Women are the fastest-growing segment for substance use disorders in the United States. According to the Federal Center for Substance Abuse Prevention, about 2.7 million women in the United States abuse drugs or alcohol and suffer from substance use disorders. Sadly, many women are reluctant to acknowledge their struggles and seek support.
Some of the more common and challenging obstacles include:
Child Welfare – Women with children often confront the possibility of being temporarily separated from their children or losing legal custody. As women are often the primary or solitary care giver, the difficulties are two-fold. Women may turn to substance use as a way to cope with the struggles of life as a care giver, but are also less likely to seek treatment as they do not want to lose their children.
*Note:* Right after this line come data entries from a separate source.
// tests/lockfile.rs

//! End-to-end lockfile tests: a manifest and registry on disk, resolved,
//! written, re-read and reconciled.

mod common;

use common::*;
use pinion::lockfile::{LOCKFILE_NAME, codec};
use pinion::resolver::{ReconcileRequest, reconcile};
use pinion::source::{PackageSource, build_index, from_config};
use pinion::{CandidateIndex, Manifest, RuntimeEnv};
use std::collections::BTreeSet;
use std::fs;
use std::path::Path;
use tempfile::TempDir;

const MANIFEST: &str = r#"
runtime-version = "3.1"

[[source]]
kind = "registry"
remote = "https://registry.example.org"
path = "registry"

[dependencies]
frame = "~> 2.0"
"#;

/// Lay out a workspace with a manifest and a registry directory.
fn setup_workspace() -> (TempDir, Manifest) {
    let temp_dir = tempfile::tempdir().unwrap();
    let registry_dir = temp_dir.path().join("registry");
    fs::create_dir_all(&registry_dir).unwrap();

    write_package(
        &registry_dir,
        "frame",
        r#"{
            "name": "frame",
            "versions": [
                {
                    "version": "2.0.1",
                    "dependencies": [{"name": "logger", "requirement": ">= 1.0"}],
                    "checksum": "sha256:f201"
                }
            ]
        }"#,
    );
    write_package(
        &registry_dir,
        "logger",
        r#"{
            "name": "logger",
            "versions": [
                {"version": "1.4.0", "checksum": "sha256:l140"},
                {"version": "1.5.2", "checksum": "sha256:l152"}
            ]
        }"#,
    );

    let manifest = Manifest::parse(MANIFEST, temp_dir.path()).unwrap();
    (temp_dir, manifest)
}

fn write_package(registry_dir: &Path, name: &str, body: &str) {
    fs::write(registry_dir.join(format!("{name}.json")), body).unwrap();
}

fn load_index(manifest: &Manifest) -> CandidateIndex {
    let sources: Vec<Box<dyn PackageSource>> =
        manifest.sources.iter().map(from_config).collect();
    build_index(&sources).unwrap()
}

fn base_request<'a>(
    manifest: &'a Manifest,
    index: &'a CandidateIndex,
    env: &'a RuntimeEnv,
    previous: Option<&'a pinion::LockedGraph>,
) -> ReconcileRequest<'a> {
    ReconcileRequest {
        manifest,
        index,
        runtime: env,
        previous,
        unlock: BTreeSet::new(),
        add_platforms: Vec::new(),
        remove_platforms: Vec::new(),
        force_generic: false,
        frozen: false,
        cancel: None,
    }
}

#[test]
fn test_lock_write_read_reconcile_cycle() {
    let (workspace, manifest) = setup_workspace();
    let index = load_index(&manifest);
    let env = runtime();

    let outcome = reconcile(&base_request(&manifest, &index, &env, None)).unwrap();
    assert!(outcome.changed);
    assert_eq!(outcome.graph.locked_version("frame"), Some(&v("2.0.1")));
    assert_eq!(outcome.graph.locked_version("logger"), Some(&v("1.5.2")));
    // Integrity tokens from the registry land in the lock.
    assert!(!outcome.graph.checksums.is_empty());

    let lock_path = workspace.path().join(LOCKFILE_NAME);
    codec::write_file(&lock_path, &outcome.graph).unwrap();
    let first_bytes = fs::read_to_string(&lock_path).unwrap();

    // Round-trip through the file.
    let reread = codec::read_file(&lock_path).unwrap().unwrap();
    assert_eq!(reread, outcome.graph);

    // Reconciling an unchanged setup is byte-identical (fast path).
    let again = reconcile(&base_request(&manifest, &index, &env, Some(&reread))).unwrap();
    assert!(!again.changed);
    codec::write_file(&lock_path, &again.graph).unwrap();
    assert_eq!(fs::read_to_string(&lock_path).unwrap(), first_bytes);
}

#[test]
fn test_minimal_diff_on_single_unlock() {
    let (workspace, manifest) = setup_workspace();
    let index = load_index(&manifest);
    let env = runtime();
    let first = reconcile(&base_request(&manifest, &index, &env, None)).unwrap();

    // A new frame release appears.
    write_package(
        &workspace.path().join("registry"),
        "frame",
        r#"{
            "name": "frame",
            "versions": [
                {
                    "version": "2.0.1",
                    "dependencies": [{"name": "logger", "requirement": ">= 1.0"}],
                    "checksum": "sha256:f201"
                },
                {
                    "version": "2.2.0",
                    "dependencies": [{"name": "logger", "requirement": ">= 1.0"}],
                    "checksum": "sha256:f220"
                }
            ]
        }"#,
    );
    let index = load_index(&manifest);

    let mut request = base_request(&manifest, &index, &env, Some(&first.graph));
    request.unlock.insert("frame".to_string());
    let updated = reconcile(&request).unwrap();
    assert!(updated.changed);
    assert_eq!(updated.graph.locked_version("frame"), Some(&v("2.2.0")));
    assert_eq!(updated.graph.locked_version("logger"), Some(&v("1.5.2")));

    // Only the frame lines moved; every logger line is byte-identical.
    let before = codec::serialize(&first.graph);
    let after = codec::serialize(&updated.graph);
    let before_logger: Vec<&str> =
        before.lines().filter(|l| l.contains("logger")).collect();
    let after_logger: Vec<&str> =
        after.lines().filter(|l| l.contains("logger")).collect();
    assert_eq!(before_logger, after_logger);
    assert!(after.contains("frame (2.2.0)"));
}

#[test]
fn test_frozen_check_against_written_lockfile() {
    let (workspace, manifest) = setup_workspace();
    let index = load_index(&manifest);
    let env = runtime();
    let first = reconcile(&base_request(&manifest, &index, &env, None)).unwrap();
    let lock_path = workspace.path().join(LOCKFILE_NAME);
    codec::write_file(&lock_path, &first.graph).unwrap();

    let reread = codec::read_file(&lock_path).unwrap().unwrap();
    let mut request = base_request(&manifest, &index, &env, Some(&reread));
    request.frozen = true;
    assert!(reconcile(&request).is_ok());

    // Tighten the manifest; frozen verification must now fail.
    let tightened = format!("{MANIFEST}logger = \"= 1.4.0\"\n");
    let manifest = Manifest::parse(&tightened, workspace.path()).unwrap();
    let mut request = base_request(&manifest, &index, &env, Some(&reread));
    request.frozen = true;
    assert!(matches!(
        reconcile(&request),
        Err(pinion::Error::FrozenLockOutdated(_))
    ));
}

#[test]
fn test_lockfile_text_is_stable_reference() {
    let (_workspace, manifest) = setup_workspace();
    let index = load_index(&manifest);
    let env = runtime();
    let outcome = reconcile(&base_request(&manifest, &index, &env, None)).unwrap();

    let text = codec::serialize(&outcome.graph);
    let expected = format!(
        "REGISTRY\n\
         \x20 remote: https://registry.example.org\n\
         \x20 specs:\n\
         \x20   frame (2.0.1)\n\
         \x20     logger (>= 1.0)\n\
         \x20   logger (1.5.2)\n\
         \n\
         PLATFORMS\n\
         \x20 generic\n\
         \x20 x86_64-linux\n\
         \n\
         DEPENDENCIES\n\
         \x20 frame (~> 2.0)\n\
         \n\
         CHECKSUMS\n\
         \x20 frame (2.0.1) sha256:f201\n\
         \x20 logger (1.5.2) sha256:l152\n\
         \n\
         PINION VERSION\n\
         \x20  {}\n",
        env!("CARGO_PKG_VERSION")
    );
    assert_eq!(text, expected);
}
Personal Trauma – Women with a history of physical and/or sexual trauma often turn to substance use as a coping mechanism.
Financial Burdens – Women tend to have greater concerns about paying for treatment in comparison to their male counterparts, as many women often earn less, are underemployed or unemployed.
Psychological and Emotional – Women often view their own substance use as a temporary coping mechanism, turning to substances to help them manage the demands of the work/life balance. Women often believe that their substance use is the outcome of anxiety or depression, treating the behavioral health issue while ignoring the addiction.
Luckily, each day more and more women are turning to treatment for their substance use disorders and are finding a path to recovery. Despite the stigmas that persist about substance use disorders, the women on the path of recovery are so much more than their past or their addictions. They are our mothers, daughters, granddaughters. They are our friends, teachers, mentors. They are innovators, entrepreneurs, leaders. “We recognize the obstacles women face with addiction, and offer tailored care to
suit their special needs. From our specialized female and PPI programs, to our counseling and women’s only areas, we strive to help women rebuild their lives,” said Bill Bailey, CEO. At Cenikor, we are driven to help these women find their way along their path of recovery.
Carla’s powerful story is a testament of a woman in recovery.
“I grew up in a great house and my parents were not addicts. I had everything I needed, including love, but something was always missing.” says Carla Crochet, Cenikor Graduate and Business Manager. Carla was introduced to drugs at 13 which temporarily filled that void with false strength and power, but her drug use put her on a downward spiral eventually resulting in homelessness.
“I came to Cenikor at 37 years old with the mentality of a 13 year old. I had not grown-up and had no idea who I was.” Carla had her share of struggles in the Cenikor program, being terminated from Deer Park and later admitted in Baton Rouge, but she learned to find her way outside of her negative behaviors and to a place of self-respect. “While working my program, I focused on being a true role model for the females in population. Learning the true meaning of respect was powerful for me.” Carla completed the Baton Rouge long-term program, took part in Cenikor’s intern program and now serves as Business Manager for Deer Park.